THE PROBLEM –
What lines in the material hold the string "Reviewed"? Copy out each of them.

INPUT FOR THIS TASK –
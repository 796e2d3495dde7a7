#![allow(clippy::unwrap_used)]
#![allow(missing_docs)]

use assert_cmd::cargo_bin_cmd;
use predicates::prelude::predicate;

#[test]
fn test_top_level_help_lists_resources() {
    // Arrange & Act & Assert
    let mut cmd = cargo_bin_cmd!("cinehub");
    cmd.arg("--help")
        .assert()
        .success()
        .stdout(predicate::str::contains("movies"))
        .stdout(predicate::str::contains("favorites"))
        .stdout(predicate::str::contains("--api-url"));
}

#[test]
fn test_auth_signin_help() {
    // Arrange & Act & Assert
    let mut cmd = cargo_bin_cmd!("cinehub");
    cmd.args(["auth", "signin", "--help"])
        .assert()
        .success()
        .stdout(predicate::str::contains("--login"));
}

#[test]
fn test_auth_signin_missing_login() {
    // Arrange & Act & Assert
    let mut cmd = cargo_bin_cmd!("cinehub");
    cmd.args(["auth", "signin", "--password", "x"])
        .assert()
        .failure()
        .stderr(predicate::str::contains("--login"));
}

#[test]
fn test_movies_show_requires_numeric_id() {
    // Arrange & Act & Assert
    let mut cmd = cargo_bin_cmd!("cinehub");
    cmd.args(["movies", "show", "heat"])
        .assert()
        .failure()
        .stderr(predicate::str::contains("invalid value"));
}

#[test]
fn test_reviews_add_rejects_out_of_range_rating() {
    // Arrange & Act & Assert
    let mut cmd = cargo_bin_cmd!("cinehub");
    cmd.args([
        "reviews", "add", "movie", "7", "--rating", "9", "--content", "great",
    ])
    .assert()
    .failure()
    .stderr(predicate::str::contains("--rating"));
}

#[test]
fn test_favorites_add_rejects_unknown_kind() {
    // Arrange & Act & Assert
    let mut cmd = cargo_bin_cmd!("cinehub");
    cmd.args(["favorites", "add", "book", "7"])
        .assert()
        .failure()
        .stderr(predicate::str::contains("book"));
}

#[test]
fn test_lists_add_item_requires_target() {
    // Arrange & Act & Assert
    let mut cmd = cargo_bin_cmd!("cinehub");
    cmd.args(["lists", "add-item", "2"])
        .assert()
        .failure()
        .stderr(predicate::str::contains("--movie"));
}

#[test]
fn test_config_init_then_show() {
    // Arrange
    let dir = tempfile::tempdir().unwrap();
    let dir_arg = dir.path().to_str().unwrap();

    // Act & Assert
    cargo_bin_cmd!("cinehub")
        .args(["--dir", dir_arg, "config", "init"])
        .env_remove("CINEHUB_API_URL")
        .assert()
        .success();
    assert!(dir.path().join("config.toml").exists());

    cargo_bin_cmd!("cinehub")
        .args(["--dir", dir_arg, "config", "init"])
        .env_remove("CINEHUB_API_URL")
        .assert()
        .failure()
        .stderr(predicate::str::contains("--force"));

    cargo_bin_cmd!("cinehub")
        .args(["--dir", dir_arg, "config", "show"])
        .env("CINEHUB_API_URL", "https://staging.cinehub.example")
        .env("RUST_LOG", "info")
        .env_remove("OTEL_EXPORTER_OTLP_ENDPOINT")
        .assert()
        .success()
        .stdout(predicate::str::contains("https://staging.cinehub.example"));
}

#[test]
fn test_whoami_without_session() {
    // Arrange
    let dir = tempfile::tempdir().unwrap();

    // Act & Assert
    cargo_bin_cmd!("cinehub")
        .args(["--dir", dir.path().to_str().unwrap(), "auth", "whoami"])
        .env("RUST_LOG", "info")
        .env_remove("OTEL_EXPORTER_OTLP_ENDPOINT")
        .assert()
        .success()
        .stdout(predicate::str::contains("Not signed in"));
}

#[test]
fn test_signout_without_session_succeeds() {
    // Arrange
    let dir = tempfile::tempdir().unwrap();

    // Act & Assert
    cargo_bin_cmd!("cinehub")
        .args(["--dir", dir.path().to_str().unwrap(), "auth", "signout"])
        .env_remove("OTEL_EXPORTER_OTLP_ENDPOINT")
        .assert()
        .success();
    assert!(dir.path().join("cinehub.db").exists());
}
//! Schema version management using `PRAGMA user_version`.

use anyhow::{Context, Result};
use rusqlite::Connection;

/// Current schema version.
const CURRENT_VERSION: u32 = 1;

/// Runs database migrations up to `CURRENT_VERSION`.
///
/// # Errors
///
/// Returns an error if any SQL statement fails.
pub fn run_migrations(conn: &Connection) -> Result<()> {
    let version: u32 = conn
        .pragma_query_value(None, "user_version", |row| row.get(0))
        .context("failed to read user_version")?;

    if version < 1 {
        migrate_v1(conn).context("migration to v1 failed")?;
    }

    conn.pragma_update(None, "user_version", CURRENT_VERSION)
        .context("failed to update user_version")?;

    Ok(())
}

/// Migration to v1: create the `secure_items` table.
fn migrate_v1(conn: &Connection) -> Result<()> {
    conn.execute_batch(
        "CREATE TABLE IF NOT EXISTS secure_items (
            key         TEXT PRIMARY KEY,
            value       TEXT NOT NULL,
            updated_at  TEXT NOT NULL DEFAULT (strftime('%Y-%m-%dT%H:%M:%SZ', 'now'))
        );",
    )
    .context("failed to create secure_items table")?;

    Ok(())
}
//! Crew endpoints.
#![allow(clippy::future_not_send)]

use tracing::instrument;

use super::query::{BrowseQuery, SearchQuery};
use crate::client::{ApiClient, ApiError, NO_BODY, RequestOptions};
use crate::routes::{Id, Route};
use crate::types::{Paginated, Person};

/// Crew API trait.
#[allow(clippy::module_name_repetitions)]
#[trait_variant::make(CrewApi: Send)]
pub trait LocalCrewApi {
    /// Lists crew members.
    ///
    /// # Errors
    ///
    /// Returns an error if the HTTP request or JSON parsing fails.
    async fn crew_members(&self, query: &BrowseQuery) -> Result<Paginated<Person>, ApiError>;

    /// Fetches one crew member.
    ///
    /// # Errors
    ///
    /// Returns an error if the HTTP request or JSON parsing fails.
    async fn crew(&self, id: Id) -> Result<Person, ApiError>;

    /// Searches crew members by full name.
    ///
    /// # Errors
    ///
    /// Returns an error if the HTTP request or JSON parsing fails.
    async fn search_crew(&self, query: &SearchQuery) -> Result<Paginated<Person>, ApiError>;
}

impl LocalCrewApi for ApiClient {
    #[instrument(skip_all)]
    async fn crew_members(&self, query: &BrowseQuery) -> Result<Paginated<Person>, ApiError> {
        let options = RequestOptions::with_query(query.to_pairs());
        self.call(&Route::Crews, NO_BODY, &options).await
    }

    #[instrument(skip_all)]
    async fn crew(&self, id: Id) -> Result<Person, ApiError> {
        self.call(&Route::Crew { id }, NO_BODY, &RequestOptions::new())
            .await
    }

    #[instrument(skip_all)]
    async fn search_crew(&self, query: &SearchQuery) -> Result<Paginated<Person>, ApiError> {
        let options = RequestOptions::with_query(query.to_pairs("fullname"));
        self.call(&Route::SearchCrew, NO_BODY, &options).await
    }
}
//! Review endpoints.
#![allow(clippy::future_not_send)]

use serde::Serialize;
use serde::de::IgnoredAny;
use tracing::instrument;

use super::query::push_opt;
use crate::client::{ApiClient, ApiError, NO_BODY, RequestOptions};
use crate::routes::{Id, Route};
use crate::types::{Paginated, Review};

/// Filters for `GET reviews`.
#[derive(Debug, Clone, Copy, Default, PartialEq, Eq)]
pub struct ReviewFilter {
    /// Reviews of one movie.
    pub movie_id: Option<Id>,
    /// Reviews of one series.
    pub serie_id: Option<Id>,
    /// Reviews written by one user.
    pub user_id: Option<Id>,
    /// Page number (1-based).
    pub page: Option<u32>,
    /// Page size.
    pub per_page: Option<u32>,
}

impl ReviewFilter {
    pub(crate) fn to_pairs(self) -> Vec<(String, String)> {
        let mut pairs = Vec::new();
        push_opt(&mut pairs, "movieId", self.movie_id);
        push_opt(&mut pairs, "serieId", self.serie_id);
        push_opt(&mut pairs, "userId", self.user_id);
        push_opt(&mut pairs, "page", self.page);
        push_opt(&mut pairs, "perPage", self.per_page);
        pairs
    }
}

/// Body of `POST reviews`. Exactly one target id is expected.
#[derive(Debug, Clone, Default, PartialEq, Eq, Serialize)]
#[serde(rename_all = "camelCase")]
pub struct NewReview {
    /// Reviewed movie.
    #[serde(skip_serializing_if = "Option::is_none")]
    pub movie_id: Option<Id>,
    /// Reviewed series.
    #[serde(skip_serializing_if = "Option::is_none")]
    pub serie_id: Option<Id>,
    /// Reviewed actor.
    #[serde(skip_serializing_if = "Option::is_none")]
    pub actor_id: Option<Id>,
    /// Reviewed crew member.
    #[serde(skip_serializing_if = "Option::is_none")]
    pub crew_id: Option<Id>,
    /// Rating.
    pub rating: u8,
    /// Headline.
    #[serde(skip_serializing_if = "Option::is_none")]
    pub title: Option<String>,
    /// Body.
    pub content: String,
}

/// Body of `PUT reviews/{id}`. Unset fields are left unchanged.
#[derive(Debug, Clone, Default, PartialEq, Eq, Serialize)]
pub struct ReviewUpdate {
    /// New rating.
    #[serde(skip_serializing_if = "Option::is_none")]
    pub rating: Option<u8>,
    /// New headline.
    #[serde(skip_serializing_if = "Option::is_none")]
    pub title: Option<String>,
    /// New body.
    #[serde(skip_serializing_if = "Option::is_none")]
    pub content: Option<String>,
}

/// Review API trait.
#[allow(clippy::module_name_repetitions)]
#[trait_variant::make(ReviewApi: Send)]
pub trait LocalReviewApi {
    /// Lists reviews matching `filter`.
    ///
    /// # Errors
    ///
    /// Returns an error if the HTTP request or JSON parsing fails.
    async fn reviews(&self, filter: ReviewFilter) -> Result<Paginated<Review>, ApiError>;

    /// Fetches one review.
    ///
    /// # Errors
    ///
    /// Returns an error if the HTTP request or JSON parsing fails.
    async fn review(&self, id: Id) -> Result<Review, ApiError>;

    /// Publishes a review. Requires a signed-in session.
    ///
    /// # Errors
    ///
    /// Returns an error if the request fails or is rejected.
    async fn create_review(&self, review: &NewReview) -> Result<Review, ApiError>;

    /// Edits an own review.
    ///
    /// # Errors
    ///
    /// Returns an error if the request fails or is rejected.
    async fn update_review(&self, id: Id, update: &ReviewUpdate) -> Result<Review, ApiError>;

    /// Deletes an own review.
    ///
    /// # Errors
    ///
    /// Returns an error if the request fails or is rejected.
    async fn delete_review(&self, id: Id) -> Result<(), ApiError>;
}

impl LocalReviewApi for ApiClient {
    #[instrument(skip_all)]
    async fn reviews(&self, filter: ReviewFilter) -> Result<Paginated<Review>, ApiError> {
        let options = RequestOptions::with_query(filter.to_pairs());
        self.call(&Route::Reviews, NO_BODY, &options).await
    }

    #[instrument(skip_all)]
    async fn review(&self, id: Id) -> Result<Review, ApiError> {
        self.call(&Route::Review { id }, NO_BODY, &RequestOptions::new())
            .await
    }

    #[instrument(skip_all)]
    async fn create_review(&self, review: &NewReview) -> Result<Review, ApiError> {
        self.call(&Route::CreateReview, Some(review), &RequestOptions::new())
            .await
    }

    #[instrument(skip_all)]
    async fn update_review(&self, id: Id, update: &ReviewUpdate) -> Result<Review, ApiError> {
        self.call(
            &Route::UpdateReview { id },
            Some(update),
            &RequestOptions::new(),
        )
        .await
    }

    #[instrument(skip_all)]
    async fn delete_review(&self, id: Id) -> Result<(), ApiError> {
        let _: IgnoredAny = self
            .call(&Route::DeleteReview { id }, NO_BODY, &RequestOptions::new())
            .await?;
        Ok(())
    }
}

OUTPUT BELOW –
    /// Reviewed movie.
    /// Reviewed series.
    /// Reviewed actor.
    /// Reviewed crew member.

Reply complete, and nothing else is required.